Here's the gist: Determinism is a fact of nature, evolution is also a fact of nature, humans have evolved to "incorporate" the notion of free-will, even if science denies it, and so by evolution of social norms we accept (i) determinism on the macroscopic level, (ii) indeterminancy on the microscopic level, and (iii) free will on the social or cultural level. Does the conclusion follow from the premises? Hardly.

Dennett is taking a "compatiblist" perspective, by adding features of evolutionary theory. The compatiblist theory admits determinism as a fact of nature, but "allows" free will because we believe we have it. And we believe we have it, because we have evolved to that state of consciousness. Even if it might be untrue, we've been hardwired by evolution to believe it is necessary. It's not a matter of the facts, it's a matter of what we have evolved to believe. Evolution is the reason we adhere to it, even if it's not entirely true.

Dennett, the ever-faithful materialist, cannot escape the physical reality that every effect has a cause, and because all effects are caused, even human behavior is ultimately only an effect of other causes. But we could not, and would not, have survived during evolution's slow process, if we genuinely believed that no one is responsible for his actions.
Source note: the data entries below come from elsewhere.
//! End-to-end pipeline scenarios: planning composition, hook gates, and
//! run semantics across modules.

use std::sync::Arc;

use config::{HostSpec, Inventory};
use connector::{ConnectorPool, LocalConnectorFactory};
use engine::{
    Engine, EngineError, HookSpec, ModuleSpec, PipelineSpec, PipelineStatus, StepStatus, TaskSpec,
};
use steps::mock::MockStep;
use steps::{RunContext, StepRegistry};

fn inventory() -> Inventory {
    Inventory::new(vec![
        HostSpec::new("h1", "10.0.0.1").with_roles(["control-plane"]),
        HostSpec::new("h2", "10.0.0.2").with_roles(["worker"]),
        HostSpec::new("h3", "10.0.0.3").with_roles(["worker"]),
    ])
}

fn ctx(pipeline: &str) -> RunContext {
    RunContext::new(
        pipeline,
        Arc::new(ConnectorPool::new(Arc::new(LocalConnectorFactory))),
        Arc::new(StepRegistry::new()),
    )
}

fn task_on(name: &str, step: &Arc<MockStep>, roles: &[&str]) -> TaskSpec {
    TaskSpec::new(name)
        .with_step(Arc::clone(step) as Arc<dyn steps::Step>)
        .on_roles(roles.iter().copied())
}

#[tokio::test]
async fn two_module_pipeline_succeeds_with_cross_module_edges() {
    // ModuleA runs on [h1, h2], ModuleB on [h1, h2, h3]: five executions.
    let step_a = Arc::new(MockStep::succeeding("prepare"));
    let step_b = Arc::new(MockStep::succeeding("deploy"));

    let pipeline = PipelineSpec::new("create-cluster")
        .with_module(ModuleSpec::new("module-a").with_task(
            task_on("task-a1", &step_a, &["control-plane", "worker"]).with_filter(|h| {
                h.name != "h3"
            }),
        ))
        .with_module(
            ModuleSpec::new("module-b")
                .with_task(task_on("task-b1", &step_b, &["control-plane", "worker"])),
        );

    let inv = inventory();

    // Planned graph: every entry of module-b depends on every exit of module-a.
    let graph = pipeline.plan(&inv).expect("plans cleanly");
    assert_eq!(graph.node_count(), 5);

    let a_exits: Vec<String> = graph
        .nodes()
        .filter(|n| n.id.starts_with("module-a/"))
        .map(|n| n.id.clone())
        .collect();
    assert_eq!(a_exits.len(), 2);

    for node in graph.nodes().filter(|n| n.id.starts_with("module-b/")) {
        for exit in &a_exits {
            assert!(
                node.deps.contains(exit),
                "{} should depend on {exit}",
                node.id
            );
        }
    }

    let result = pipeline
        .run(&inv, &Engine::new(), &ctx("create-cluster"))
        .await
        .expect("runs");

    assert_eq!(result.status, PipelineStatus::Succeeded);
    assert_eq!(result.node_results.len(), 5);
    assert_eq!(step_a.execute_count(), 2);
    assert_eq!(step_b.execute_count(), 3);
}

#[tokio::test]
async fn failing_pre_run_hook_aborts_before_any_task_and_later_modules_are_never_planned() {
    let hook = Arc::new(MockStep::failing("mount-check", "no space left"));
    let task_step = Arc::new(MockStep::succeeding("install"));
    let later = Arc::new(MockStep::succeeding("configure"));

    let pipeline = PipelineSpec::new("create-cluster")
        .with_module(
            ModuleSpec::new("module-a")
                .with_pre_run(HookSpec::new(Arc::clone(&hook) as Arc<dyn steps::Step>))
                .with_task(task_on("task-a1", &task_step, &["control-plane"])),
        )
        .with_module(
            ModuleSpec::new("module-b").with_task(task_on("task-b1", &later, &["control-plane"])),
        );

    let inv = Inventory::new(vec![HostSpec::new("h1", "10.0.0.1").with_roles(["control-plane"])]);
    let result = pipeline
        .run(&inv, &Engine::new(), &ctx("create-cluster"))
        .await
        .expect("runs");

    assert_eq!(result.status, PipelineStatus::Failed);
    // Exactly one result: the failing hook. No task-level results at all.
    assert_eq!(result.node_results.len(), 1);
    assert_eq!(result.node_results[0].step_name, "mount-check");
    assert_eq!(result.node_results[0].status, StepStatus::Failed);

    assert_eq!(task_step.execute_count(), 0);
    assert_eq!(later.execute_count(), 0);
    assert!(later.checked_hosts().is_empty());
}

#[tokio::test]
async fn post_run_hook_failure_marks_the_run_failed_after_tasks_succeeded() {
    let task_step = Arc::new(MockStep::succeeding("install"));
    let hook = Arc::new(MockStep::failing("health-gate", "apiserver not ready"));
    let later = Arc::new(MockStep::succeeding("next-module"));

    let pipeline = PipelineSpec::new("p")
        .with_module(
            ModuleSpec::new("module-a")
                .with_task(task_on("task-a1", &task_step, &["control-plane"]))
                .with_post_run(HookSpec::new(Arc::clone(&hook) as Arc<dyn steps::Step>)),
        )
        .with_module(
            ModuleSpec::new("module-b").with_task(task_on("task-b1", &later, &["control-plane"])),
        );

    let inv = Inventory::new(vec![HostSpec::new("h1", "10.0.0.1").with_roles(["control-plane"])]);
    let result = pipeline
        .run(&inv, &Engine::new(), &ctx("p"))
        .await
        .expect("runs");

    assert_eq!(result.status, PipelineStatus::Failed);
    assert_eq!(task_step.execute_count(), 1);
    assert_eq!(later.execute_count(), 0);
}

#[tokio::test]
async fn ignorable_task_failure_degrades_to_partial_failure_and_run_continues() {
    let flaky = Arc::new(MockStep::failing("optional-tune", "kernel too old"));
    let later = Arc::new(MockStep::succeeding("deploy"));

    let pipeline = PipelineSpec::new("p")
        .with_module(
            ModuleSpec::new("tuning").with_task(
                task_on("sysctl", &flaky, &["worker"]).ignoring_errors(),
            ),
        )
        .with_module(ModuleSpec::new("deploy").with_task(task_on("apply", &later, &["worker"])));

    let result = pipeline
        .run(&inventory(), &Engine::new(), &ctx("p"))
        .await
        .expect("runs");

    assert_eq!(result.status, PipelineStatus::PartialFailure);
    // Both modules produced results; the failure did not stop the run.
    assert_eq!(later.execute_count(), 2);
}

#[tokio::test]
async fn planning_is_deterministic_for_identical_specs() {
    let make_pipeline = || {
        PipelineSpec::new("p")
            .with_module(ModuleSpec::new("m1").with_task(
                task_on("t1", &Arc::new(MockStep::succeeding("s1")), &["worker"]),
            ))
            .with_module(ModuleSpec::new("m2").with_task(
                task_on("t2", &Arc::new(MockStep::succeeding("s2")), &["control-plane"]),
            ))
    };

    let inv = inventory();
    let first = make_pipeline().plan(&inv).expect("plans").summary();
    let second = make_pipeline().plan(&inv).expect("plans").summary();

    assert_eq!(first, second);
}

#[tokio::test]
async fn duplicate_node_ids_across_modules_abort_planning() {
    // Two modules with the same name planning the same task produce
    // identical node IDs.
    let step = Arc::new(MockStep::succeeding("s"));
    let pipeline = PipelineSpec::new("p")
        .with_module(ModuleSpec::new("same").with_task(task_on("t", &step, &["worker"])))
        .with_module(ModuleSpec::new("same").with_task(task_on("t", &step, &["worker"])));

    let err = pipeline.plan(&inventory()).expect_err("must collide");
    assert!(matches!(err, EngineError::DuplicateNodeId(_)));

    // The lazy run path detects the same collision.
    let err = pipeline
        .run(&inventory(), &Engine::new(), &ctx("p"))
        .await
        .expect_err("must collide");
    assert!(matches!(err, EngineError::DuplicateNodeId(_)));
}

#[tokio::test]
async fn empty_pipeline_is_a_noop_success() {
    let pipeline = PipelineSpec::new("empty");
    let graph = pipeline.plan(&inventory()).expect("plans");
    assert!(graph.is_empty());

    let result = pipeline
        .run(&inventory(), &Engine::new(), &ctx("empty"))
        .await
        .expect("runs");
    assert_eq!(result.status, PipelineStatus::Succeeded);
    assert!(result.node_results.is_empty());
}

#[tokio::test]
async fn dry_run_pipeline_touches_no_step() {
    let step_a = Arc::new(MockStep::succeeding("prepare"));
    let step_b = Arc::new(MockStep::failing("would-fail", "never reached"));
    let hook = Arc::new(MockStep::failing("failing-hook", "never reached"));

    let pipeline = PipelineSpec::new("p")
        .with_pre_run(HookSpec::new(Arc::clone(&hook) as Arc<dyn steps::Step>))
        .with_module(ModuleSpec::new("m1").with_task(task_on("t1", &step_a, &["worker"])))
        .with_module(ModuleSpec::new("m2").with_task(task_on("t2", &step_b, &["worker"])));

    let result = pipeline
        .run(&inventory(), &Engine::new(), &ctx("p").with_dry_run(true))
        .await
        .expect("runs");

    assert_eq!(result.status, PipelineStatus::Succeeded);
    assert_eq!(step_a.execute_count(), 0);
    assert_eq!(step_b.execute_count(), 0);
    assert_eq!(hook.execute_count(), 0);
    // Hook on all 3 hosts plus 2×2 task executions, all simulated.
    assert_eq!(result.node_results.len(), 7);
}

#[tokio::test]
async fn middle_module_planning_nothing_is_bypassed() {
    let first = Arc::new(MockStep::succeeding("first"));
    let last = Arc::new(MockStep::succeeding("last"));

    let pipeline = PipelineSpec::new("p")
        .with_module(ModuleSpec::new("m1").with_task(task_on("t1", &first, &["control-plane"])))
        // Selects no hosts, so the module plans an empty fragment.
        .with_module(ModuleSpec::new("m2").with_task(
            task_on("t2", &Arc::new(MockStep::succeeding("unmatched")), &["etcd"]),
        ))
        .with_module(ModuleSpec::new("m3").with_task(task_on("t3", &last, &["control-plane"])));

    let graph = pipeline.plan(&inventory()).expect("plans");
    assert_eq!(graph.node_count(), 2);

    let m3_entry = graph
        .nodes()
        .find(|n| n.id.starts_with("m3/"))
        .expect("m3 node exists");
    assert_eq!(m3_entry.deps, vec!["m1/t1/0-first@h1".to_string()]);
}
So evolution implanted in humans (maybe it's in our genome) the belief that the important acts of humans are freely chosen, even if on another level they really are not. So both determinism and freewill coexist, but on different models and levels.

That's the gist. He could have been concise as I have been, but then it would have been an article at most, not a book. To fill the remaining pages, and they are many, Dennett opinionates about many things, including his disdain for rationalism, which is especially odd since his disdain is entirely a rationalist claim, even if it may not be rational. I don't deny the probability of some compatiblist theory, but don't undermine an appeal to rational claims, which is the only way to get there. Justifying free will by evolution is necessarily a rational exercise, because free will is not inherently a part of evolutionary theory.

When Dennett fails, it's often miserably. This was also a miserable read.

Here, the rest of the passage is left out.